(Records excerpted from a collection)

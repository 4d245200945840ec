//! Backing store reached over a Kubernetes-style REST API.

use std::time::Duration;

use async_trait::async_trait;
use dynapi_core::{TypeDescriptor, document};
use dynapi_storage::{BackingStore, ListOptions, ObjectKey, StorageError};
use reqwest::{Method, StatusCode};
use serde_json::Value;
use tracing::debug;
use url::Url;

pub struct HttpStore {
    client: reqwest::Client,
    base: Url,
    token: Option<String>,
}

impl HttpStore {
    pub fn new(base: &str, token: Option<String>, timeout: Duration) -> Result<Self, String> {
        let base = Url::parse(base).map_err(|e| format!("invalid backend url {base}: {e}"))?;
        let client = reqwest::Client::builder()
            .timeout(timeout)
            .build()
            .map_err(|e| format!("failed to build HTTP client: {e}"))?;
        Ok(Self { client, base, token })
    }

    fn url(&self, target: &TypeDescriptor, namespace: Option<&str>, name: Option<&str>) -> Result<Url, StorageError> {
        let mut url = self.base.clone();
        {
            let mut segments = url
                .path_segments_mut()
                .map_err(|_| StorageError::internal(format!("backend url {} cannot be a base", self.base)))?;
            segments.pop_if_empty();
            if target.group().is_empty() {
                segments.extend(["api", target.version()]);
            } else {
                segments.extend(["apis", target.group(), target.version()]);
            }
            if let Some(ns) = namespace {
                segments.extend(["namespaces", ns]);
            }
            segments.push(target.resource());
            if let Some(name) = name {
                segments.push(name);
            }
        }
        Ok(url)
    }

    async fn send(
        &self,
        method: Method,
        url: Url,
        body: Option<&Value>,
        target: &TypeDescriptor,
        name: &str,
    ) -> Result<Value, StorageError> {
        debug!(method = %method, url = %url, "Backend request");
        let mut request = self.client.request(method.clone(), url);
        if let Some(token) = &self.token {
            request = request.bearer_auth(token);
        }
        if let Some(body) = body {
            request = request.json(body);
        }
        let response = request
            .send()
            .await
            .map_err(|e| StorageError::connection(e.to_string()))?;

        let status = response.status();
        let text = response
            .text()
            .await
            .map_err(|e| StorageError::connection(e.to_string()))?;
        if status.is_success() {
            if text.trim().is_empty() {
                return Ok(Value::Null);
            }
            return serde_json::from_str(&text)
                .map_err(|e| StorageError::internal(format!("invalid backend response: {e}")));
        }

        let message = serde_json::from_str::<Value>(&text)
            .ok()
            .and_then(|v| v.get("message").and_then(Value::as_str).map(str::to_string))
            .unwrap_or(text);
        Err(match status {
            StatusCode::NOT_FOUND => StorageError::not_found(target.resource(), name),
            StatusCode::CONFLICT if method == Method::POST => {
                StorageError::already_exists(target.resource(), name)
            }
            StatusCode::CONFLICT => StorageError::conflict(message),
            StatusCode::UNAUTHORIZED => StorageError::unauthorized(message),
            StatusCode::FORBIDDEN => StorageError::forbidden(message),
            StatusCode::BAD_REQUEST | StatusCode::UNPROCESSABLE_ENTITY => StorageError::invalid(message),
            other => StorageError::internal(format!("backend returned {other}: {message}")),
        })
    }

    fn write_target(target: &TypeDescriptor, doc: &Value) -> Result<(String, Option<String>), StorageError> {
        let name = document::name(doc)
            .ok_or_else(|| StorageError::invalid("metadata.name is required"))?
            .to_string();
        let namespace = if target.namespaced() {
            Some(
                document::namespace(doc)
                    .ok_or_else(|| StorageError::invalid("metadata.namespace is required"))?
                    .to_string(),
            )
        } else {
            None
        };
        Ok((name, namespace))
    }
}

#[async_trait]
impl BackingStore for HttpStore {
    async fn get(&self, target: &TypeDescriptor, key: &ObjectKey) -> Result<Value, StorageError> {
        let url = self.url(target, key.namespace.as_deref(), Some(&key.name))?;
        self.send(Method::GET, url, None, target, &key.name).await
    }

    async fn list(&self, target: &TypeDescriptor, options: &ListOptions) -> Result<Vec<Value>, StorageError> {
        let mut url = self.url(target, options.namespace.as_deref(), None)?;
        {
            let mut query = url.query_pairs_mut();
            if !options.label_selector.is_empty() {
                query.append_pair("labelSelector", &options.label_selector.to_string());
            }
            let mut fields = Vec::new();
            if let Some(name) = &options.field_selector.name {
                fields.push(format!("metadata.name={name}"));
            }
            if let Some(ns) = &options.field_selector.namespace {
                fields.push(format!("metadata.namespace={ns}"));
            }
            if !fields.is_empty() {
                query.append_pair("fieldSelector", &fields.join(","));
            }
            if let Some(limit) = options.limit.filter(|&n| n > 0) {
                query.append_pair("limit", &limit.to_string());
            }
        }
        if url.query() == Some("") {
            url.set_query(None);
        }

        let list = self.send(Method::GET, url, None, target, "").await?;
        let items = match list.get("items") {
            Some(Value::Array(items)) => items.clone(),
            Some(Value::Null) | None => Vec::new(),
            Some(_) => return Err(StorageError::internal("backend list items is not an array")),
        };
        // list items usually come without a type stamp
        items
            .into_iter()
            .map(|mut item| {
                if document::kind(&item).is_none() {
                    document::stamp(&mut item, &target.gvk())
                        .map_err(|e| StorageError::internal(e.to_string()))?;
                }
                Ok(item)
            })
            .collect()
    }

    async fn create(&self, target: &TypeDescriptor, doc: &Value) -> Result<Value, StorageError> {
        let (name, namespace) = Self::write_target(target, doc)?;
        let url = self.url(target, namespace.as_deref(), None)?;
        self.send(Method::POST, url, Some(doc), target, &name).await
    }

    async fn update(&self, target: &TypeDescriptor, doc: &Value) -> Result<Value, StorageError> {
        let (name, namespace) = Self::write_target(target, doc)?;
        let url = self.url(target, namespace.as_deref(), Some(&name))?;
        self.send(Method::PUT, url, Some(doc), target, &name).await
    }

    async fn delete(&self, target: &TypeDescriptor, key: &ObjectKey) -> Result<(), StorageError> {
        let url = self.url(target, key.namespace.as_deref(), Some(&key.name))?;
        self.send(Method::DELETE, url, None, target, &key.name).await?;
        Ok(())
    }

    fn backend_name(&self) -> &'static str {
        "http"
    }
}

#[cfg(test)]
mod tests {
    use super::*;
    use dynapi_core::{DefaultRestMapper, LabelSelector};
    use serde_json::json;
    use wiremock::matchers::{body_json, header, method, path, query_param};
    use wiremock::{Mock, MockServer, ResponseTemplate};

    fn configmaps() -> TypeDescriptor {
        TypeDescriptor::new("v1", "ConfigMap", &DefaultRestMapper).unwrap()
    }

    fn store(server: &MockServer) -> HttpStore {
        HttpStore::new(&server.uri(), Some("secret".into()), Duration::from_secs(5)).unwrap()
    }

    #[test]
    fn test_builds_resource_urls() {
        let store = HttpStore::new("http://backend.example/prefix/", None, Duration::from_secs(1)).unwrap();
        let core = configmaps();
        assert_eq!(
            store.url(&core, Some("ns"), Some("a b")).unwrap().as_str(),
            "http://backend.example/prefix/api/v1/namespaces/ns/configmaps/a%20b"
        );
        let named = TypeDescriptor::new("apps.example/v2", "Widget", &DefaultRestMapper).unwrap();
        assert_eq!(
            store.url(&named, None, None).unwrap().as_str(),
            "http://backend.example/prefix/apis/apps.example/v2/widgets"
        );
    }

    #[tokio::test]
    async fn test_get_sends_token_and_maps_not_found() {
        let server = MockServer::start().await;
        Mock::given(method("GET"))
            .and(path("/api/v1/namespaces/ns/configmaps/a"))
            .and(header("authorization", "Bearer secret"))
            .respond_with(ResponseTemplate::new(200).set_body_json(json!({
                "apiVersion": "v1", "kind": "ConfigMap", "metadata": {"name": "a", "namespace": "ns"}
            })))
            .mount(&server)
            .await;
        Mock::given(method("GET"))
            .and(path("/api/v1/namespaces/ns/configmaps/missing"))
            .respond_with(ResponseTemplate::new(404).set_body_json(json!({"kind": "Status", "message": "gone"})))
            .mount(&server)
            .await;

        let store = store(&server);
        let doc = store.get(&configmaps(), &ObjectKey::namespaced("ns", "a")).await.unwrap();
        assert_eq!(doc["metadata"]["name"], "a");

        let err = store
            .get(&configmaps(), &ObjectKey::namespaced("ns", "missing"))
            .await
            .unwrap_err();
        assert!(err.is_not_found());
    }

    #[tokio::test]
    async fn test_list_forwards_selectors_and_stamps_items() {
        let server = MockServer::start().await;
        Mock::given(method("GET"))
            .and(path("/api/v1/namespaces/ns/configmaps"))
            .and(query_param("labelSelector", "app=web"))
            .and(query_param("limit", "2"))
            .respond_with(ResponseTemplate::new(200).set_body_json(json!({
                "kind": "ConfigMapList",
                "items": [{"metadata": {"name": "a"}}, {"metadata": {"name": "b"}}]
            })))
            .mount(&server)
            .await;

        let options = ListOptions::new()
            .in_namespace(Some("ns"))
            .with_label_selector(LabelSelector::parse("app=web").unwrap())
            .with_limit(2);
        let items = store(&server).list(&configmaps(), &options).await.unwrap();
        assert_eq!(items.len(), 2);
        assert_eq!(items[0]["kind"], "ConfigMap");
        assert_eq!(items[1]["apiVersion"], "v1");
    }

    #[tokio::test]
    async fn test_write_errors_are_classified() {
        let server = MockServer::start().await;
        let doc = json!({"apiVersion": "v1", "kind": "ConfigMap", "metadata": {"name": "a", "namespace": "ns"}});
        Mock::given(method("POST"))
            .and(path("/api/v1/namespaces/ns/configmaps"))
            .and(body_json(doc.clone()))
            .respond_with(ResponseTemplate::new(409))
            .mount(&server)
            .await;
        Mock::given(method("PUT"))
            .and(path("/api/v1/namespaces/ns/configmaps/a"))
            .respond_with(ResponseTemplate::new(409).set_body_json(json!({"message": "stale resourceVersion"})))
            .mount(&server)
            .await;
        Mock::given(method("DELETE"))
            .and(path("/api/v1/namespaces/ns/configmaps/a"))
            .respond_with(ResponseTemplate::new(403).set_body_json(json!({"message": "denied"})))
            .mount(&server)
            .await;

        let store = store(&server);
        assert!(store.create(&configmaps(), &doc).await.unwrap_err().is_already_exists());

        let err = store.update(&configmaps(), &doc).await.unwrap_err();
        assert!(matches!(err, StorageError::Conflict { ref message } if message == "stale resourceVersion"));

        let err = store
            .delete(&configmaps(), &ObjectKey::namespaced("ns", "a"))
            .await
            .unwrap_err();
        assert!(matches!(err, StorageError::Forbidden { .. }));

        let err = store
            .create(&configmaps(), &json!({"metadata": {"name": "b"}}))
            .await
            .unwrap_err();
        assert!(matches!(err, StorageError::Invalid { .. }));
    }

    #[tokio::test]
    async fn test_unreachable_backend_is_a_connection_error() {
        let store = HttpStore::new("http://127.0.0.1:9", None, Duration::from_millis(500)).unwrap();
        let err = store
            .get(&configmaps(), &ObjectKey::namespaced("ns", "a"))
            .await
            .unwrap_err();
        assert!(matches!(err, StorageError::Connection { .. }));
    }
}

BRIEF: Collect every line from the records above that contains the word "ListOptions".

ANSWER TO THIS PROBLEM:
use dynapi_storage::{BackingStore, ListOptions, ObjectKey, StorageError};
    async fn list(&self, target: &TypeDescriptor, options: &ListOptions) -> Result<Vec<Value>, StorageError> {
        let options = ListOptions::new()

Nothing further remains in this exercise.